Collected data
....................

//! Split send and reassembly for payloads too large for one frame.
//!
//! Outbound, a payload is serialized, its double quotes replaced by
//! [`QUOTE_MARKER`], and the text cut into fixed-size pieces. Each piece
//! travels as the payload of an ordinary message sharing one session id.
//!
//! Inbound, [`SplitReassembler`] collects the pieces of a session and, once
//! the final index arrives, rebuilds the original message. Incomplete or
//! orphaned sessions are logged and dropped, never surfaced as errors.

use std::collections::BTreeMap;
use std::time::Duration;

use dashmap::DashMap;
use tokio::time::Instant;

use tether_core::config::MessagingConfig;
use tether_core::{ChunkEnvelope, Message, Payload, SessionId};

/// Stands in for `"` inside chunk text. serde_json never emits raw control
/// characters, so the marker cannot occur in a serialized payload.
pub const QUOTE_MARKER: &str = "\u{1}Q\u{1}";

/// Default age after which an unfinished reassembly is evicted.
pub const DEFAULT_REASSEMBLY_TTL: Duration = Duration::from_secs(30);

/// Default cap on the chunk count a first chunk may announce.
pub const DEFAULT_MAX_CHUNKS: u32 = 4096;

/// Cut `payload` into chunk envelopes of at most `chunk_size` characters.
///
/// Only the first envelope carries `last_index`, the index of the final chunk.
/// A `chunk_size` of zero is treated as one.
pub fn split_payload(
    payload: &Payload,
    chunk_size: usize,
) -> Result<Vec<ChunkEnvelope>, serde_json::Error> {
    let text = serde_json::to_string(payload)?.replace('"', QUOTE_MARKER);
    let chars: Vec<char> = text.chars().collect();
    let pieces: Vec<String> = chars
        .chunks(chunk_size.max(1))
        .map(|piece| piece.iter().collect())
        .collect();

    let last_index = pieces.len().saturating_sub(1) as u32;
    Ok(pieces
        .into_iter()
        .enumerate()
        .map(|(i, split_payload)| ChunkEnvelope {
            package_index: i as u32,
            split_payload,
            last_index: (i == 0).then_some(last_index),
        })
        .collect())
}

/// Pieces received so far, keyed by index. Only filled slots take memory.
struct Assembly {
    pieces: BTreeMap<u32, String>,
    last_index: u32,
    started_at: Instant,
}

/// Collects chunked messages per session and rebuilds them.
pub struct SplitReassembler {
    active: DashMap<SessionId, Assembly>,
    ttl: Duration,
    max_chunks: u32,
}

impl Default for SplitReassembler {
    fn default() -> Self {
        Self::new(DEFAULT_REASSEMBLY_TTL)
    }
}

impl SplitReassembler {
    pub fn new(ttl: Duration) -> Self {
        Self {
            active: DashMap::new(),
            ttl,
            max_chunks: DEFAULT_MAX_CHUNKS,
        }
    }

    pub fn from_config(messaging: &MessagingConfig) -> Self {
        Self::new(messaging.reassembly_ttl()).with_max_chunks(messaging.max_chunks)
    }

    /// Refuse split messages announcing more than `max_chunks` chunks.
    pub fn with_max_chunks(mut self, max_chunks: u32) -> Self {
        self.max_chunks = max_chunks.max(1);
        self
    }

    /// Feed one inbound message.
    ///
    /// Non-chunk messages come straight back. A chunk returns `None` until it
    /// completes its session, at which point the rebuilt message is returned
    /// with the metadata and responder of the final chunk.
    pub fn accept(&self, message: Message) -> Option<Message> {
        if !ChunkEnvelope::is_chunk(message.payload()) {
            return Some(message);
        }
        self.cleanup_stale();

        let session_id = message.session_id();
        let chunk = match ChunkEnvelope::from_payload(message.payload()) {
            Ok(c) => c,
            Err(e) => {
                tracing::warn!(%session_id, error = %e, "malformed chunk envelope, discarding");
                return None;
            }
        };
        let index = chunk.package_index;

        let complete = if index == 0 {
            let Some(last_index) = chunk.last_index else {
                tracing::warn!(%session_id, "first chunk carries no last_index, discarding");
                return None;
            };
            if last_index >= self.max_chunks {
                tracing::warn!(
                    %session_id,
                    last_index,
                    max_chunks = self.max_chunks,
                    "split message announces too many chunks, discarding"
                );
                return None;
            }
            let pieces = BTreeMap::from([(0, chunk.split_payload)]);
            if self
                .active
                .insert(
                    session_id,
                    Assembly {
                        pieces,
                        last_index,
                        started_at: Instant::now(),
                    },
                )
                .is_some()
            {
                tracing::debug!(%session_id, "restarted reassembly on repeated first chunk");
            }
            last_index == 0
        } else {
            let Some(mut assembly) = self.active.get_mut(&session_id) else {
                tracing::warn!(%session_id, index, "orphaned chunk without a first chunk, discarding");
                return None;
            };
            if index > assembly.last_index {
                tracing::warn!(%session_id, index, "chunk index beyond last_index, discarding");
                return None;
            }
            assembly.pieces.insert(index, chunk.split_payload);
            index == assembly.last_index
        };

        if !complete {
            tracing::trace!(%session_id, index, "chunk stored");
            return None;
        }

        let (_, assembly) = self.active.remove(&session_id)?;
        let received = assembly.pieces.len();
        if received != assembly.last_index as usize + 1 {
            let missing = (0..=assembly.last_index)
                .find(|i| !assembly.pieces.contains_key(i))
                .unwrap_or_default();
            tracing::warn!(%session_id, missing, received, "chunk lost, discarding split message");
            return None;
        }
        let text: String = assembly.pieces.into_values().collect();

        let text = text.replace(QUOTE_MARKER, "\"");
        match serde_json::from_str::<Payload>(&text) {
            Ok(payload) => {
                tracing::debug!(%session_id, path = message.path(), "split message reassembled");
                Some(message.with_payload(payload))
            }
            Err(e) => {
                tracing::warn!(%session_id, error = %e, "reassembled payload is not a JSON object, discarding");
                None
            }
        }
    }

    /// Number of sessions still waiting for chunks.
    pub fn pending(&self) -> usize {
        self.active.len()
    }

    /// Evict reassemblies older than the TTL.
    pub fn cleanup_stale(&self) {
        let ttl = self.ttl;
        self.active.retain(|session_id, assembly| {
            let stale = assembly.started_at.elapsed() > ttl;
            if stale {
                tracing::warn!(%session_id, "removing stale reassembly (timed out)");
            }
            !stale
        });
    }
}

....................

### [WHAT TO WORK ON]
Lines holding "MessagingConfig": count them across the data and reply with the number alone.

### [TASK OUTPUT]
2